* TO DO *
Among the records, find the lines that hold the string "derive" and return them.

Dataset entries:
━━━━━━━━

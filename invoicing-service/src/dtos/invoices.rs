use chrono::NaiveDate;
use rust_decimal::Decimal;
use serde::{Deserialize, Serialize};
use utoipa::{IntoParams, ToSchema};
use uuid::Uuid;
use validator::Validate;

use super::non_blank;
use crate::models::{Invoice, InvoiceStatus, ListInvoicesFilter, UpdateInvoice, UpdateLineItem};
use crate::services::{ItemInput, NewInvoice, PaymentInput};

pub const MAX_PER_PAGE: i64 = 100;

#[derive(Debug, Default, Deserialize, IntoParams)]
pub struct ListInvoicesQuery {
    pub status: Option<InvoiceStatus>,
    pub client_id: Option<Uuid>,
    pub date_from: Option<NaiveDate>,
    pub date_to: Option<NaiveDate>,
    pub page: Option<i64>,
    pub per_page: Option<i64>,
}

impl From<ListInvoicesQuery> for ListInvoicesFilter {
    fn from(q: ListInvoicesQuery) -> Self {
        let defaults = ListInvoicesFilter::default();
        ListInvoicesFilter {
            status: q.status,
            client_id: q.client_id,
            date_from: q.date_from,
            date_to: q.date_to,
            page: q.page.unwrap_or(defaults.page).max(1),
            per_page: q.per_page.unwrap_or(defaults.per_page).clamp(1, MAX_PER_PAGE),
        }
    }
}

#[derive(Debug, Serialize, ToSchema)]
pub struct InvoiceListResponse {
    pub invoices: Vec<Invoice>,
    pub total: i64,
    pub page: i64,
    pub per_page: i64,
}

#[derive(Debug, Clone, Deserialize, Validate, ToSchema)]
pub struct LineItemRequest {
    pub product_id: Option<Uuid>,
    #[validate(length(min = 1, max = 500))]
    #[schema(example = "Konsultacija")]
    pub description: Option<String>,
    #[schema(value_type = String, example = "2")]
    pub quantity: Decimal,
    #[validate(length(min = 1, max = 20))]
    pub unit: Option<String>,
    #[schema(value_type = Option<String>, example = "50.00")]
    pub unit_price: Option<Decimal>,
    #[schema(example = 21)]
    pub tax_rate: Option<i32>,
}

impl From<LineItemRequest> for ItemInput {
    fn from(req: LineItemRequest) -> Self {
        ItemInput {
            product_id: req.product_id,
            description: non_blank(req.description),
            quantity: req.quantity,
            unit: non_blank(req.unit),
            unit_price: req.unit_price,
            tax_rate: req.tax_rate,
        }
    }
}

#[derive(Debug, Deserialize, Validate, ToSchema)]
pub struct CreateInvoiceRequest {
    pub client_id: Uuid,
    pub invoice_date: Option<NaiveDate>,
    /// Defaults to the invoice date plus the company's payment terms.
    pub due_date: Option<NaiveDate>,
    #[validate(length(max = 2000))]
    pub notes: Option<String>,
    #[validate(length(max = 2000))]
    pub internal_notes: Option<String>,
    #[serde(default)]
    #[validate(nested)]
    pub items: Vec<LineItemRequest>,
}

impl From<CreateInvoiceRequest> for NewInvoice {
    fn from(req: CreateInvoiceRequest) -> Self {
        NewInvoice {
            client_id: req.client_id,
            invoice_date: req.invoice_date,
            due_date: req.due_date,
            notes: non_blank(req.notes),
            internal_notes: non_blank(req.internal_notes),
            items: req.items.into_iter().map(ItemInput::from).collect(),
        }
    }
}

#[derive(Debug, Deserialize, Validate, ToSchema)]
pub struct UpdateInvoiceRequest {
    pub client_id: Option<Uuid>,
    pub invoice_date: Option<NaiveDate>,
    pub due_date: Option<NaiveDate>,
    #[validate(length(max = 2000))]
    pub notes: Option<String>,
    #[validate(length(max = 2000))]
    pub internal_notes: Option<String>,
}

impl From<UpdateInvoiceRequest> for UpdateInvoice {
    fn from(req: UpdateInvoiceRequest) -> Self {
        UpdateInvoice {
            client_id: req.client_id,
            invoice_date: req.invoice_date,
            due_date: req.due_date,
            notes: req.notes,
            internal_notes: req.internal_notes,
        }
    }
}

#[derive(Debug, Deserialize, Validate, ToSchema)]
pub struct UpdateLineItemRequest {
    #[validate(length(min = 1, max = 500))]
    pub description: Option<String>,
    #[schema(value_type = Option<String>)]
    pub quantity: Option<Decimal>,
    #[validate(length(min = 1, max = 20))]
    pub unit: Option<String>,
    #[schema(value_type = Option<String>)]
    pub unit_price: Option<Decimal>,
    pub tax_rate: Option<i32>,
}

impl From<UpdateLineItemRequest> for UpdateLineItem {
    fn from(req: UpdateLineItemRequest) -> Self {
        UpdateLineItem {
            description: non_blank(req.description),
            quantity: req.quantity,
            unit: non_blank(req.unit),
            unit_price: req.unit_price,
            tax_rate: req.tax_rate,
        }
    }
}

#[derive(Debug, Default, Deserialize, Validate, ToSchema)]
pub struct RecordPaymentRequest {
    /// Defaults to today.
    pub paid_date: Option<NaiveDate>,
    /// Defaults to the invoice total.
    #[schema(value_type = Option<String>)]
    pub paid_amount: Option<Decimal>,
}

impl From<RecordPaymentRequest> for PaymentInput {
    fn from(req: RecordPaymentRequest) -> Self {
        PaymentInput {
            paid_date: req.paid_date,
            paid_amount: req.paid_amount,
        }
    }
}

━━━━━━━━

* SOLUTION TO THE PROBLEM *
#[derive(Debug, Default, Deserialize, IntoParams)]
#[derive(Debug, Serialize, ToSchema)]
#[derive(Debug, Clone, Deserialize, Validate, ToSchema)]
#[derive(Debug, Deserialize, Validate, ToSchema)]
#[derive(Debug, Deserialize, Validate, ToSchema)]
#[derive(Debug, Deserialize, Validate, ToSchema)]
#[derive(Debug, Default, Deserialize, Validate, ToSchema)]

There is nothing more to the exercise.